At the time of Greyfriars' closure, the Visitor was Mauro Jöhri, Minister General, the Warden was Mark Elvins, and the fellows included Aidan Nichols, John Paul II Lecturer in Roman Catholic Theology. The immediate previous Warden was Nicholas Richardson (2004-2007). Honorary Fellows included Thomas G. Weinandy (Warden 1993–2004), and Vincent Nichols, RC Archbishop of Birmingham. Among earlier Wardens who were members of the Capuchin order, the highly respected musical scholar Peter Peacock (an Oxford D.Mus. who then became Professor of Music at Loyola University New Orleans) and then Cassian Reel served for long periods with distinction.

==Friary and tuition==
Greyfriars occupied an uncommon position in Oxford, in that its University Hall and Franciscan friary were part of the same institution and coexisted on the same site—however, the friars were not usually members of the academic hall (though this was not without exception), nor were the students actually affiliated to the friary—the two groups did, however, mingle, most notably at mealtimes. (A similar system operates at Blackfriars, Oxford.) Furthermore, no religious restrictions were placed on applicants; and, while the hall had a tradition of noted theology academics, a wide range of disciplines were studied by students—the most common being English, history, theology, geography and law. Although the hall employed tutors specialising in certain areas of some of these subjects, students generally went to other colleges for the majority of their tutorials. The college most closely linked with Greyfriars was Balliol College, owing to a long-standing tradition of sporting links, but Greyfriars students were tutored at a wide number of the university's colleges at some point.

==Student life==
While Greyfriars was small in terms of grounds and numbers, it had a close-knit community and a lively academic life.
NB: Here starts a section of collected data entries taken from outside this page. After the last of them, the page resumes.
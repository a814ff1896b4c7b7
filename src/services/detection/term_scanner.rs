// Term Scanner
// Plain substring scan of combined source text against the trigger vocabulary.
// No stemming and no word boundaries: "terminal" also hits "terminally", so the
// vocabulary avoids short risky words and keeps them inside longer phrases.

use serde::Deserialize;
use std::collections::HashSet;
use std::sync::OnceLock;

#[derive(Debug, Deserialize)]
struct VocabularyFile {
    #[allow(dead_code)]
    version: String,
    terms: Vec<String>,
}

/// Ordered, lower-cased, de-duplicated trigger terms.
#[derive(Debug, Clone, PartialEq, Eq)]
pub struct TermVocabulary {
    terms: Vec<String>,
}

impl TermVocabulary {
    pub fn new<I, S>(terms: I) -> Self
    where
        I: IntoIterator<Item = S>,
        S: AsRef<str>,
    {
        let mut seen = HashSet::new();
        let terms = terms
            .into_iter()
            .map(|t| t.as_ref().trim().to_lowercase())
            .filter(|t| !t.is_empty())
            .filter(|t| seen.insert(t.clone()))
            .collect();
        Self { terms }
    }

    pub fn terms(&self) -> &[String] {
        &self.terms
    }

    pub fn len(&self) -> usize {
        self.terms.len()
    }

    pub fn is_empty(&self) -> bool {
        self.terms.is_empty()
    }
}

static VOCABULARY: OnceLock<TermVocabulary> = OnceLock::new();

/// Process-wide vocabulary, parsed once from the embedded list.
pub fn default_vocabulary() -> &'static TermVocabulary {
    VOCABULARY.get_or_init(|| {
        let raw = include_str!(concat!(env!("CARGO_MANIFEST_DIR"), "/data/trigger_terms.json"));
        let parsed: VocabularyFile =
            serde_json::from_str(raw).expect("trigger_terms.json parse failed");
        TermVocabulary::new(parsed.terms)
    })
}

/// Vocabulary terms found in `text`, in vocabulary order, each at most once.
pub fn scan_terms(text: &str, vocabulary: &TermVocabulary) -> Vec<String> {
    if text.is_empty() {
        return Vec::new();
    }
    let haystack = text.to_lowercase();
    vocabulary
        .terms
        .iter()
        .filter(|term| haystack.contains(term.as_str()))
        .cloned()
        .collect()
}

#[cfg(test)]
mod tests {
    use super::*;

    fn vocab() -> TermVocabulary {
        TermVocabulary::new(["cancer", "cancer treatment", "terminal", "hospice"])
    }

    #[test]
    fn test_scan_returns_each_term_once() {
        let v = vocab();
        let text = "A story about cancer treatment. Cancer, cancer, CANCER.";
        for _ in 0..3 {
            assert_eq!(scan_terms(text, &v), vec!["cancer", "cancer treatment"]);
        }
    }

    #[test]
    fn test_scan_preserves_vocabulary_order() {
        let v = vocab();
        let found = scan_terms("Hospice nurses meet a terminal patient with cancer", &v);
        assert_eq!(found, vec!["cancer", "terminal", "hospice"]);
    }

    #[test]
    fn test_no_word_boundaries() {
        let v = vocab();
        assert_eq!(scan_terms("she was terminally ill", &v), vec!["terminal"]);
    }

    #[test]
    fn test_no_overlap_is_empty() {
        let v = vocab();
        assert!(scan_terms("a desert planet saga with political intrigue", &v).is_empty());
        assert!(scan_terms("", &v).is_empty());
    }

    #[test]
    fn test_vocabulary_normalizes_and_dedups() {
        let v = TermVocabulary::new(["  Cancer ", "cancer", "", "Remission"]);
        assert_eq!(v.terms(), &["cancer".to_string(), "remission".to_string()]);
    }

    #[test]
    fn test_default_vocabulary_loads() {
        let v = default_vocabulary();
        assert!(v.len() > 20);
        assert!(v.terms().iter().all(|t| t == &t.to_lowercase()));
        assert!(scan_terms("a desert planet saga with political intrigue", v).is_empty());
        assert!(scan_terms("she starts chemotherapy", v).contains(&"chemotherapy".to_string()));
    }
}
Throughout the late 1990s and early 2000s, undergraduate numbers tended to be around the 30 mark, with an average of between nine and eleven students per year in addition to a handful of visiting and postgraduate students. From around 2003, numbers increased, and the student population of the hall when it closed numbered closer to 50.

The hall annually held a popular summer garden party, and a "bop" that was dubbed 'The Monastery of Sound' in tongue-in-cheek acknowledgement of the friars. Greyfriars was also influential in the Oxford Law Society, the Conservative Association, the Dramatic Society, and the Indie Music Society, as well as rowing, hockey, rugby, tennis and table tennis.

As with all Oxford colleges, Greyfriars' student community was a JCR, run by an elected committee.

==Notable former members of the First Foundation==
- Hamo of Faversham (d. 1244)
- Alexander of Hales, Doctor Irrefragabilis (c. 1170–1245)
- Adam Marsh, MA (d. 1258)
- Robert Grosseteste (c. 1175–1253)
- Roger Bacon, DD, Doctor Mirabilis (c. 1214–1292)
- John of Peckham, DD, (c. 1225/30–1292)
- Thomas Docking (died 1270)
- John Duns Scotus, BD, DD, Doctor Subtilis (c. 1264–1309)
- William of Occam, DD, Doctor Invincibilis (c. 1300–1394)
- Antipope Alexander V (c. 1339 – May 3, 1410)

Among the early Wardens was:
- Richard Roderham, medieval churchman (1433–1440)

==Burials==
- Beatrice of Falkenburg, Queen of Germany
- Sir John Golafre

==Greyfriars Society==
The Greyfriars Society was established in 1999 and is the official alumni organisation of Greyfriars. The main objectives of the society are to maintain and build relationships with the Hall's alumni and were also to raise money to enable Greyfriars to provide the best possible education for the growing student body. The first Patron was the late Cormac Murphy-O'Connor, Cardinal-Archbishop emeritus of Westminster, and the President is David Alton.